ね、君が行きたいところへ行こうよ

ね、君が行きたいところへ行こうよ

さようなら・・・続 小さな子猫


コトリは一人ぼっちでした。






子猫は旅行に行く家族に連れられて、朝からバスケットに入れられ出掛けて行ったから。

コトリに挨拶するように、短く「にゃん」と鳴いて、そのまま赤い車に乗せられ行ってしましました。
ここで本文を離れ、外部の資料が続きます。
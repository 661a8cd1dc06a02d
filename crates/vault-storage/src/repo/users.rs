// SPDX-License-Identifier: BUSL-1.1
// Copyright (c) 2026 Alfred Jean LLC

//! Typed row ↔ domain mapping for `users` and `api_keys`.

use sqlx::{Row, SqlitePool};
use vault_core::ids::{ApiKeyId, UserId};
use vault_core::user::{ApiKey, ApiKeyScope, AuthSource, Role, User, UserStatus};

use crate::StorageError;

fn role_to_str(r: Role) -> &'static str {
    match r {
        Role::Admin => "admin",
        Role::User => "user",
    }
}

fn role_from_str(s: &str) -> Result<Role, StorageError> {
    Ok(match s {
        "admin" => Role::Admin,
        "user" => Role::User,
        other => return Err(StorageError::Decode(format!("unknown role {other}"))),
    })
}

fn status_to_str(s: UserStatus) -> &'static str {
    match s {
        UserStatus::Active => "active",
        UserStatus::Disabled => "disabled",
    }
}

fn status_from_str(s: &str) -> Result<UserStatus, StorageError> {
    Ok(match s {
        "active" => UserStatus::Active,
        "disabled" => UserStatus::Disabled,
        other => return Err(StorageError::Decode(format!("unknown user status {other}"))),
    })
}

fn auth_source_to_str(s: AuthSource) -> &'static str {
    match s {
        AuthSource::Local => "local",
        AuthSource::Directory => "directory",
    }
}

fn auth_source_from_str(s: &str) -> Result<AuthSource, StorageError> {
    Ok(match s {
        "local" => AuthSource::Local,
        "directory" => AuthSource::Directory,
        other => return Err(StorageError::Decode(format!("unknown auth source {other}"))),
    })
}

fn row_to_user(row: &sqlx::sqlite::SqliteRow) -> Result<User, StorageError> {
    Ok(User {
        id: UserId::new(row.try_get::<String, _>("id")?),
        name: row.try_get("name")?,
        email: row.try_get("email")?,
        role: role_from_str(row.try_get::<String, _>("role")?.as_str())?,
        status: status_from_str(row.try_get::<String, _>("status")?.as_str())?,
        auth_source: auth_source_from_str(row.try_get::<String, _>("auth_source")?.as_str())?,
        credential_hash: row.try_get("credential_hash")?,
        directory_dn: row.try_get("directory_dn")?,
        created_at: row.try_get("created_at")?,
        last_active: row.try_get("last_active")?,
    })
}

pub async fn insert_user(pool: &SqlitePool, user: &User) -> Result<(), StorageError> {
    user.check_invariant()
        .map_err(|e| StorageError::Decode(e.to_string()))?;
    sqlx::query(
        "INSERT INTO users (id, name, email, role, status, auth_source, credential_hash,
         directory_dn, created_at, last_active) VALUES (?,?,?,?,?,?,?,?,?,?)",
    )
    .bind(user.id.as_str())
    .bind(&user.name)
    .bind(&user.email)
    .bind(role_to_str(user.role))
    .bind(status_to_str(user.status))
    .bind(auth_source_to_str(user.auth_source))
    .bind(&user.credential_hash)
    .bind(&user.directory_dn)
    .bind(user.created_at)
    .bind(user.last_active)
    .execute(pool)
    .await?;
    Ok(())
}

pub async fn get_user_by_email(pool: &SqlitePool, email: &str) -> Result<Option<User>, StorageError> {
    let row = sqlx::query("SELECT * FROM users WHERE email = ?")
        .bind(email)
        .fetch_optional(pool)
        .await?;
    row.as_ref().map(row_to_user).transpose()
}

pub async fn get_user(pool: &SqlitePool, id: &UserId) -> Result<Option<User>, StorageError> {
    let row = sqlx::query("SELECT * FROM users WHERE id = ?")
        .bind(id.as_str())
        .fetch_optional(pool)
        .await?;
    row.as_ref().map(row_to_user).transpose()
}

pub async fn touch_last_active(pool: &SqlitePool, id: &UserId, now: chrono::DateTime<chrono::Utc>) -> Result<(), StorageError> {
    sqlx::query("UPDATE users SET last_active = ? WHERE id = ?")
        .bind(now)
        .bind(id.as_str())
        .execute(pool)
        .await?;
    Ok(())
}

pub async fn list_users(pool: &SqlitePool) -> Result<Vec<User>, StorageError> {
    let rows = sqlx::query("SELECT * FROM users ORDER BY created_at DESC").fetch_all(pool).await?;
    rows.iter().map(row_to_user).collect()
}

pub async fn delete_user(pool: &SqlitePool, id: &UserId) -> Result<(), StorageError> {
    sqlx::query("DELETE FROM users WHERE id = ?").bind(id.as_str()).execute(pool).await?;
    Ok(())
}

fn key_scope_to_str(s: ApiKeyScope) -> &'static str {
    match s {
        ApiKeyScope::User => "user",
        ApiKeyScope::Admin => "admin",
    }
}

fn key_scope_from_str(s: &str) -> Result<ApiKeyScope, StorageError> {
    Ok(match s {
        "user" => ApiKeyScope::User,
        "admin" => ApiKeyScope::Admin,
        other => return Err(StorageError::Decode(format!("unknown api key scope {other}"))),
    })
}

fn row_to_api_key(row: &sqlx::sqlite::SqliteRow) -> Result<ApiKey, StorageError> {
    Ok(ApiKey {
        id: ApiKeyId::new(row.try_get::<i64, _>("id")?.to_string()),
        key_hash: row.try_get("key_hash")?,
        key_prefix: row.try_get("key_prefix")?,
        label: row.try_get("label")?,
        scope: key_scope_from_str(row.try_get::<String, _>("scope")?.as_str())?,
        is_active: row.try_get::<i64, _>("is_active")? != 0,
        user_id: row.try_get::<Option<String>, _>("user_id")?.map(UserId::new),
        created_at: row.try_get("created_at")?,
        last_used_at: row.try_get("last_used_at")?,
        notes: row.try_get("notes")?,
    })
}

/// Inserts a new key; the autoincrement id is assigned by SQLite so the
/// caller's `key.id` is ignored on write and must be re-read afterward.
pub async fn insert_api_key(pool: &SqlitePool, key: &ApiKey) -> Result<i64, StorageError> {
    let result = sqlx::query(
        "INSERT INTO api_keys (key_hash, key_prefix, label, scope, is_active, user_id, created_at,
         last_used_at, notes) VALUES (?,?,?,?,?,?,?,?,?)",
    )
    .bind(&key.key_hash)
    .bind(&key.key_prefix)
    .bind(&key.label)
    .bind(key_scope_to_str(key.scope))
    .bind(key.is_active as i64)
    .bind(key.user_id.as_ref().map(|u| u.as_str()))
    .bind(key.created_at)
    .bind(key.last_used_at)
    .bind(&key.notes)
    .execute(pool)
    .await?;
    Ok(result.last_insert_rowid())
}

pub async fn find_by_hash(pool: &SqlitePool, key_hash: &str) -> Result<Option<ApiKey>, StorageError> {
    let row = sqlx::query("SELECT * FROM api_keys WHERE key_hash = ? AND is_active = 1")
        .bind(key_hash)
        .fetch_optional(pool)
        .await?;
    row.as_ref().map(row_to_api_key).transpose()
}

pub async fn touch_last_used(pool: &SqlitePool, id: &ApiKeyId, now: chrono::DateTime<chrono::Utc>) -> Result<(), StorageError> {
    sqlx::query("UPDATE api_keys SET last_used_at = ? WHERE id = ?")
        .bind(now)
        .bind(id.as_str().parse::<i64>().map_err(|_| StorageError::Decode("invalid api key id".into()))?)
        .execute(pool)
        .await?;
    Ok(())
}

pub async fn list_api_keys(pool: &SqlitePool) -> Result<Vec<ApiKey>, StorageError> {
    let rows = sqlx::query("SELECT * FROM api_keys ORDER BY created_at DESC").fetch_all(pool).await?;
    rows.iter().map(row_to_api_key).collect()
}

pub async fn revoke_api_key(pool: &SqlitePool, id: &ApiKeyId) -> Result<(), StorageError> {
    sqlx::query("UPDATE api_keys SET is_active = 0 WHERE id = ?")
        .bind(id.as_str().parse::<i64>().map_err(|_| StorageError::Decode("invalid api key id".into()))?)
        .execute(pool)
        .await?;
    Ok(())
}

#[cfg(test)]
#[path = "users_tests.rs"]
mod tests;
コトリは、子猫には愛してくれる家族がいることをちゃんと知っていたし、自分と一緒に旅に出ることなんて出来ないって気付いていたから、そんな事で傷付いたり泣いたりしない・・・そう思っていました。











でも・・・










こんな満月の夜、一人ぼっちを感じてしまうと・・・
涙があとからあとから流れるのを止めることができませんでした。












前にも、こんな夜があったよね・・・







大好きだった・・・
耳のたれた茶色い大きな犬。

ずっと傍にいられると信じてた。
ここにおいでよって、一度は言ってくれたのに。

そこを動けないからって・・・
キミを幸せにする自信がないって・・・


ある日、
手紙を残していなくなっちゃった。

どこを探せばいいかも分からなくて、一人で呆然と立ちつくしたっけ。





「何もいらなかったのにな。
 どこかに冒険に行かなくても、ただ傍にいられれば幸せだと感じられたのに。

 私の幸せなんて、私にしかわからないのに。
 どうして、一緒にいると幸せじゃないなんて決めちゃうの・・・。」





でも・・・

もう伝えられるところにはいなかった。





いっぱい泣いた・・・。

いっぱい、いっぱい・・・。











満月を見ていると、コトリの目から涙がこぼれおちました。







どうして、みんな私じゃ駄目なんだろう・・・。





飛ぶことが好きだから?

泣き虫だから?

待つことが苦手だから?

大好きって言い過ぎちゃうから?




愛してしまう気持ちが重すぎるのかな・・・。









子猫が帰って来る前に、

遠くへ、また旅にでることにしました。




このままここにいると、いつか子猫を憎んでしまいそう・・・。

ここにいることを選んでるのは自分だってことも忘れて。



家族に愛想を振りまき、バスケットに入れられて遊びに行く子猫に嫉妬しちゃいそう。

そんな自分は嫌いだからね。





だから、今夜旅にでるの。

子猫の手紙も、もう届かないところ。



どこに行くかも言わない。

手紙も残さない。






さようなら。

もう二度と逢えないよ。

もう二度と。



キミが幸せになれることを祈ってる。

心からね。










夜空を飛ぼう。

ちょっとアブナイかもしれない。

鳥目だからね。

でも、大丈夫。

どうせ涙で滲んでるもの。





きっと逢えるはずだと信じて。

私だけを愛してくれて、一緒にいるだけで幸せに感じられる誰か。



出逢えたならば今度こそ、ずっと一緒にいられるように。

全部の愛で愛そう。








だからね、今までの愛していた気持ちは、全部ここに置いて行くの。




それが、たった一つ、私が残していくもの。

私のたくさんの思いと涙と、愛しさ。







さようなら。

今までの私。



さようなら。

弱虫の私。



さようなら。

今まで本当にありがとう・・・。






きっと、必ず幸せになるから。

だって私は飛べるんだもの(*^_^*)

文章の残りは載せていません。